(Stored items)
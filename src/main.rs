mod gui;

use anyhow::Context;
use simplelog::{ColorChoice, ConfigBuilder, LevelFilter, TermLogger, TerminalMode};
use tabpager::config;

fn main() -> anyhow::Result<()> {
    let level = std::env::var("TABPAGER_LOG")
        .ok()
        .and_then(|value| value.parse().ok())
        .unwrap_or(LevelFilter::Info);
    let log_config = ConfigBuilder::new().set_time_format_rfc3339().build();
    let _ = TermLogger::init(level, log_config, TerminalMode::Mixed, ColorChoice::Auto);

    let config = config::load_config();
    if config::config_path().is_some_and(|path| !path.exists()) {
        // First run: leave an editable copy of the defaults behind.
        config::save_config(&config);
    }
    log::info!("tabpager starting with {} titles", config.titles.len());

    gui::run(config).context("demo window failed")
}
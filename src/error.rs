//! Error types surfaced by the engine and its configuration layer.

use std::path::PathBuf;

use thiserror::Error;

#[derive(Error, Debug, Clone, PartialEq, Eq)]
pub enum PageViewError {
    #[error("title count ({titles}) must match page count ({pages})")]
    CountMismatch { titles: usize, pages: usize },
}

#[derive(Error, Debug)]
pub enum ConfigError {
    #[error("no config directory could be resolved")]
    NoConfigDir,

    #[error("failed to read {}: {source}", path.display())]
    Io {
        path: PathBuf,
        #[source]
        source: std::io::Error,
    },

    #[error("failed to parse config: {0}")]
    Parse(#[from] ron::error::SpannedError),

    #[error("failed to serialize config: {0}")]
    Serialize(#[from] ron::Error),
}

--

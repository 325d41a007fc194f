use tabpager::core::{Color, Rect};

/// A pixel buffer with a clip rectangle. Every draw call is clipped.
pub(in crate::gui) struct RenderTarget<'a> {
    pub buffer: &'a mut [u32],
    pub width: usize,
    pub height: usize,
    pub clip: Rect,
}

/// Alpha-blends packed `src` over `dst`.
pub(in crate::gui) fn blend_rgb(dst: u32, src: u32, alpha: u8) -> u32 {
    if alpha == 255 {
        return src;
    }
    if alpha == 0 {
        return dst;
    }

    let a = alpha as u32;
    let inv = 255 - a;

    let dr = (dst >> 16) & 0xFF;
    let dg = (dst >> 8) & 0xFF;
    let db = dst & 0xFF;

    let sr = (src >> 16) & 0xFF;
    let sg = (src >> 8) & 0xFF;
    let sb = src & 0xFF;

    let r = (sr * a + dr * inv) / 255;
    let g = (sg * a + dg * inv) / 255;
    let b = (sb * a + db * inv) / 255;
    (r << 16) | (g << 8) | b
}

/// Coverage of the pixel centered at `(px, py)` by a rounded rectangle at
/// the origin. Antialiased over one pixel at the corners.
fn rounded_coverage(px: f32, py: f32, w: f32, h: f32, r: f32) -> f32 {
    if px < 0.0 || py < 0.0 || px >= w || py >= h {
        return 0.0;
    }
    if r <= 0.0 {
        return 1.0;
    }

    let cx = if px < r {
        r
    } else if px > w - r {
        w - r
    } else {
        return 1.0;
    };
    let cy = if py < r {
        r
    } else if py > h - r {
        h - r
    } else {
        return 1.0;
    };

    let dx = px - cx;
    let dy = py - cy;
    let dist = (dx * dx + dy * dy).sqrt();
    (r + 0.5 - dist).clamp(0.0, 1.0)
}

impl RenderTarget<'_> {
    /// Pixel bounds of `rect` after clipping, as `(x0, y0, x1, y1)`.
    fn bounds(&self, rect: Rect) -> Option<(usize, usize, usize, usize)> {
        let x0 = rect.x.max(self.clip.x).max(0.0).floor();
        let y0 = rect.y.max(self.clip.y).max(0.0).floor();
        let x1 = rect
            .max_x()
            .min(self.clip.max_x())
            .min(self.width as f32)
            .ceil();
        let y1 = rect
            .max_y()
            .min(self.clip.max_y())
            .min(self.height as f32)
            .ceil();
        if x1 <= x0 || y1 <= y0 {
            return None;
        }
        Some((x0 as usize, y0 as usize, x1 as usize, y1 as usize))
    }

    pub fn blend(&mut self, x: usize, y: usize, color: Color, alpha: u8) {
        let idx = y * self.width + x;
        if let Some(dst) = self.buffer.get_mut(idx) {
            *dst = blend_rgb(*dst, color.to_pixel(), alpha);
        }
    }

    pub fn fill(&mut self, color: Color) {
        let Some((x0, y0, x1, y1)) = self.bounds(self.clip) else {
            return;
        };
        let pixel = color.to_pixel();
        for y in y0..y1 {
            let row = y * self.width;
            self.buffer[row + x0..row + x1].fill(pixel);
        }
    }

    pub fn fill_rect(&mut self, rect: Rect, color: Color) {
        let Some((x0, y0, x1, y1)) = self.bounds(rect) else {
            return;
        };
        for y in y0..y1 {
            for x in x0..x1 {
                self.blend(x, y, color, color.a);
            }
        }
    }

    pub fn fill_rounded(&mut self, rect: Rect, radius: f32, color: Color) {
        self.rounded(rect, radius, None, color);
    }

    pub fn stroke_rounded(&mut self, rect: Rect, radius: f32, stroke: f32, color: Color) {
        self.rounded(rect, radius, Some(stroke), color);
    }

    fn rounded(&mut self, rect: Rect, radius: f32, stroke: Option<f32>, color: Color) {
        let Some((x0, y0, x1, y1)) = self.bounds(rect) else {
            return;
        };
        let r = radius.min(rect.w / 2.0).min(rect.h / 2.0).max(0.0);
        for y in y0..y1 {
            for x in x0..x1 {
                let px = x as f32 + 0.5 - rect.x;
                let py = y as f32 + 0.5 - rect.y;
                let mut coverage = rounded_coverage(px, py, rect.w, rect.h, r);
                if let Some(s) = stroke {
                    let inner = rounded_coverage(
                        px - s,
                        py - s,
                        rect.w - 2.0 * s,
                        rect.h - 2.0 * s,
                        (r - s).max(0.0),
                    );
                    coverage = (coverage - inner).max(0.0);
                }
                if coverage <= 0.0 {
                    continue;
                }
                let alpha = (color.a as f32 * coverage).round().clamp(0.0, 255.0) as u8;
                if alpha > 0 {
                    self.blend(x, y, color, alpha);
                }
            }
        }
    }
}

▶ [WHAT YOU ARE ASKED TO DO]: Apply a filter for "stroke" to the entries and show each line that passes.

▶ [THE ANSWER]:
    pub fn stroke_rounded(&mut self, rect: Rect, radius: f32, stroke: f32, color: Color) {
        self.rounded(rect, radius, Some(stroke), color);
    fn rounded(&mut self, rect: Rect, radius: f32, stroke: Option<f32>, color: Color) {
                if let Some(s) = stroke {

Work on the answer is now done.